NON AVRAI ALTRA PIATTAFORMA AL DI FUORI DI ME

Dagli Stati Uniti all’Italia, sempre più autorità si stanno muovendo per limitare il potere delle Big Tech, ormai fulcro di potere ed interessi. Nell’articolo seguente il caso Google, nei cui confronti sono state aperte istruttorie dall’Antitrust per abuso di posizione dominante. A rischio la libertà dei consumatori.

Che alcune piattaforme come le dibattutissime GAFAM (acronimo con cui si indicano le 5 maggiori multinazionali dell’IT occidentale: Google, Apple, Facebook, Amazon, Microsoft) abbiano imposto le loro regole e strutture non è certo un segreto: dall’editoria al gaming passando per la politica, le logiche delle potenti piattaforme digitali hanno modificato e permeato alla radice qualsiasi dominio della nostra contemporaneità. Ma quando potranno le istituzioni imporre i loro schemi e finalmente regolare a loro volta le Big Tech?

Ci ha provato il Dipartimento di Giustizia americano appena un paio di settimane fa, accusando Google di soffocare ogni forma di concorrenza prima ancora che questa veda la luce o, in altre parole, di monopolio. Dopo il duro colpo sferrato da Washington, non molto tempo è passato prima che Roma rincarasse la dose: nel mirino sempre Google, la conosciutissima piattaforma nata e cresciuta nella Silicon Valley ormai parte integrante della nostra vita che – grazie all’aggregazione quotidiana di un’enorme mole di dati – arriva a conoscerci meglio di chiunque altro. Ed è proprio il reperimento di Big Data a innescare sempre più polemiche, ultima per ordine quella che sta infiammando il nostro Paese.

Qui i fatti. IAB Italia, la più importate associazione nel campo della pubblicità digitale e rappresentante della filiera del mercato della comunicazione online in Italia, ha per prima puntato il dito contro presunte pratiche di concorrenza sleale che l’azienda di Mountain View avrebbe messo in atto per escludere i competitor dal redditizio mercato del display advertising, gli spazi della rete dedicati alle inserzioni pubblicitarie, in cui una pluralità di voci (tra aziende, inserzionisti ed utenti) si incontrano sullo sfondo di un multi-sided market.

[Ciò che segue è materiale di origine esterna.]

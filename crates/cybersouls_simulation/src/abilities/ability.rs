//! Базовая state machine способности: cooldown + active
//!
//! Конкретные способности встраивают `Ability` и реализуют `Activatable`,
//! добавляя свои проверки ПОВЕРХ базовой (никогда вместо неё).

use bevy::prelude::*;

use crate::error::{AbilityError, AbilityResult};

/// Какая способность (для UI событий и логов)
#[derive(Debug, Clone, Copy, PartialEq, Eq, Hash)]
pub enum AbilityKind {
    Slash,
    Attack,
    Hack,
    Dash,
    QuickHack(crate::quickhack::QuickHackType),
}

/// Cooldown/active state одной способности
///
/// Инварианты:
/// - 0 ≤ cooldown_remaining ≤ cooldown_duration
/// - активация только при cooldown_remaining ≤ 0 && !is_active && owner жив
#[derive(Debug, Clone, Copy, PartialEq, Reflect)]
pub struct Ability {
    pub cooldown_duration: f32,
    pub cooldown_remaining: f32,
    pub is_active: bool,
}

impl Ability {
    pub fn new(cooldown_duration: f32) -> Self {
        Self {
            cooldown_duration: cooldown_duration.max(0.0),
            cooldown_remaining: 0.0,
            is_active: false,
        }
    }

    pub fn can_activate(&self, owner_alive: bool) -> AbilityResult {
        if !owner_alive {
            return Err(AbilityError::OwnerDead);
        }
        if self.cooldown_remaining > 0.0 {
            return Err(AbilityError::OnCooldown {
                remaining: self.cooldown_remaining,
            });
        }
        if self.is_active {
            return Err(AbilityError::AlreadyActive);
        }
        Ok(())
    }

    /// No-op (Err) если нельзя; иначе active + полный cooldown
    pub fn activate(&mut self, owner_alive: bool) -> AbilityResult {
        self.can_activate(owner_alive)?;
        self.is_active = true;
        self.cooldown_remaining = self.cooldown_duration;
        Ok(())
    }

    pub fn deactivate(&mut self) {
        self.is_active = false;
    }

    /// Декремент cooldown (floor 0). true - cooldown закончился на этом тике.
    pub fn tick(&mut self, delta: f32) -> bool {
        if self.cooldown_remaining <= 0.0 {
            return false;
        }
        self.cooldown_remaining = (self.cooldown_remaining - delta).max(0.0);
        self.cooldown_remaining <= 0.0
    }

    pub fn is_ready(&self) -> bool {
        self.cooldown_remaining <= 0.0 && !self.is_active
    }
}

/// Capability: компонент содержит одну или несколько `Ability`
pub trait Activatable: Component<Mutability = bevy::ecs::component::Mutable> {
    /// Тикает все встроенные способности, возвращает те, что стали ready
    fn tick_cooldowns(&mut self, delta: f32) -> Vec<AbilityKind>;
}

/// Событие: cooldown способности истёк
#[derive(Event, Debug, Clone, PartialEq)]
pub struct AbilityReady {
    pub entity: Entity,
    pub ability: AbilityKind,
}

/// Система: тик cooldown'ов для любого `Activatable` компонента
///
/// Регистрируется по разу на тип способности (generic system).
pub fn tick_ability_cooldowns<T: Activatable>(
    mut query: Query<(Entity, &mut T)>,
    mut ready_events: EventWriter<AbilityReady>,
    time: Res<Time<Fixed>>,
) {
    let delta = time.delta_secs();

    for (entity, mut component) in query.iter_mut() {
        for ability in component.tick_cooldowns(delta) {
            ready_events.write(AbilityReady { entity, ability });
        }
    }
}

Da qui ad un intervento di AGCM il passo è stato breve. L’Autorità Garante della Concorrenza e del Mercato ha infatti agito aprendo un’istruttoria nei confronti di Google per abuso di posizione dominante nel mercato nazionale di display advertising, che solo nel 2019 ha fatturato 1,2 miliardi in Italia. Secondo le accuse, Google avrebbe attuato una condotta di discriminazione nei confronti della concorrenza, interrompendo la fornitura delle chiavi di decriptazione di ID Google, bloccando i pixel di tracciamento di competitor ed interrompendo la vendita di spazi pubblicitari su YouTube da parte di altri operatori.

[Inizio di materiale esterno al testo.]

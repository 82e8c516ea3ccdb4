//! Типы QuickHack и их тайминги по умолчанию

use bevy::prelude::*;
use serde::{Deserialize, Serialize};

use crate::config::QuickHackTiming;

/// Дальность QuickHack по умолчанию
pub const DEFAULT_QUICKHACK_RANGE: f32 = 1000.0;

/// CascadeVirus: радиус поиска следующих жертв
pub const CASCADE_CHAIN_RADIUS: f32 = 1000.0;
/// CascadeVirus: задержка перед летальным ударом по цепочке
pub const CASCADE_CHAIN_DELAY: f32 = 0.5;
/// CascadeVirus: сколько врагов максимум заражается от одной смерти
pub const CASCADE_MAX_CHAIN: usize = 2;

#[derive(Debug, Clone, Copy, PartialEq, Eq, Hash, PartialOrd, Ord, Reflect, Serialize, Deserialize)]
pub enum QuickHackType {
    InterruptProtocol,
    SystemFreeze,
    Firewall,
    Kill,
    CascadeVirus,
    GhostProtocol,
    ChargeDrain,
    GravityFlip,
}

impl QuickHackType {
    pub const ALL: [QuickHackType; 8] = [
        QuickHackType::InterruptProtocol,
        QuickHackType::SystemFreeze,
        QuickHackType::Firewall,
        QuickHackType::Kill,
        QuickHackType::CascadeVirus,
        QuickHackType::GhostProtocol,
        QuickHackType::ChargeDrain,
        QuickHackType::GravityFlip,
    ];

    /// Ключ в `[quickhacks.overrides.<key>]`
    pub fn config_key(self) -> &'static str {
        match self {
            QuickHackType::InterruptProtocol => "InterruptProtocol",
            QuickHackType::SystemFreeze => "SystemFreeze",
            QuickHackType::Firewall => "Firewall",
            QuickHackType::Kill => "Kill",
            QuickHackType::CascadeVirus => "CascadeVirus",
            QuickHackType::GhostProtocol => "GhostProtocol",
            QuickHackType::ChargeDrain => "ChargeDrain",
            QuickHackType::GravityFlip => "GravityFlip",
        }
    }

    /// Имя для presentation слоя (HUD слотов)
    pub fn display_name(self) -> &'static str {
        match self {
            QuickHackType::InterruptProtocol => "Interrupt Protocol",
            QuickHackType::SystemFreeze => "System Freeze",
            QuickHackType::Firewall => "Firewall",
            QuickHackType::Kill => "Kill",
            QuickHackType::CascadeVirus => "Cascade Virus",
            QuickHackType::GhostProtocol => "Ghost Protocol",
            QuickHackType::ChargeDrain => "Charge Drain",
            QuickHackType::GravityFlip => "Gravity Flip",
        }
    }

    /// Self-targeted хаки всегда применяются к самому кастеру
    pub fn is_self_targeted(self) -> bool {
        matches!(self, QuickHackType::Firewall | QuickHackType::GhostProtocol)
    }

    pub fn default_timing(self) -> QuickHackTiming {
        let (cast_time, cooldown, effect_duration) = match self {
            QuickHackType::InterruptProtocol => (5.0, 8.0, 0.0),
            QuickHackType::SystemFreeze => (7.0, 14.0, 3.0),
            QuickHackType::Firewall => (6.0, 12.0, 3.0),
            QuickHackType::Kill => (3.0, 10.0, 0.0),
            QuickHackType::CascadeVirus => (4.0, 20.0, 5.0),
            QuickHackType::GhostProtocol => (3.0, 15.0, 5.0),
            QuickHackType::ChargeDrain => (2.0, 10.0, 0.0),
            QuickHackType::GravityFlip => (4.0, 16.0, 3.0),
        };

        QuickHackTiming {
            cast_time,
            cooldown,
            effect_duration,
        }
    }
}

Ciò che spaventa le autorità e spinge i governi di tutto il mondo a cercare di rallentare l’espansione della piattaforma digitale mediante un’adatta regolamentazione è il fatto che Google non si limita a reperire informazioni solamente dalle inserzioni che controlla, ma all’azienda confluiscono dati dai servizi collegati agli account Google ID degli utenti fruitori, dal sistema operativo Android e dal Browser Chrome, spesso installati di default sui nostri device digitali. La tecnica dell’installazione automatica di questi servizi fa leva su un’euristica messa in atto dal nostro cervello per risparmiare tempo ed energie. Mi riferisco all’omission bias, la tendenza a preferire un’inazione (restare con i setting predefiniti) piuttosto che un’azione: l’importanza strategica di quest’operazione è enorme. A conferma di ciò, basti pensare che l’accordo con Apple per l’installazione automatica dei servizi di Google sui propri dispositivi è stata negoziata ad un costo di 10 miliardi annui, costo che tiene difatti conto dell’effetto di rete positivo che andrà a vantaggio dell’azienda di Mountain View.

In altre parole, il potere della piattaforma Google non ha barriere. Ad ogni modo, tutto ciò non è certo una novità, per le autorità così come per i consumatori. Perché allora tanta attenzione? Innanzitutto, se queste dinamiche verranno ignorate, le Big Tech continueranno ad arricchirsi sempre di più, diventando organismi impossibili da gestire per mole di potere ed interessi. Parliamo infatti di una dinamica già diffusa, quella di “platformization”, termine col quale si indica la contaminazione delle logiche delle piattaforme digitali come Google nella sfera politica, economica, sociale e culturale delle nostre società, una contaminazione che permea le istituzioni, così come le nostre vite.

Inoltre, in questo scenario, la mancanza di concorrenza va a danno dei consumatori come del settore: una situazione di monopolio difatti non fornisce adeguata scelta di offerta, limitando inoltre l’innovazione e lo sviluppo di nuove tecnologie magari meno invasive e preferibili dagli utenti.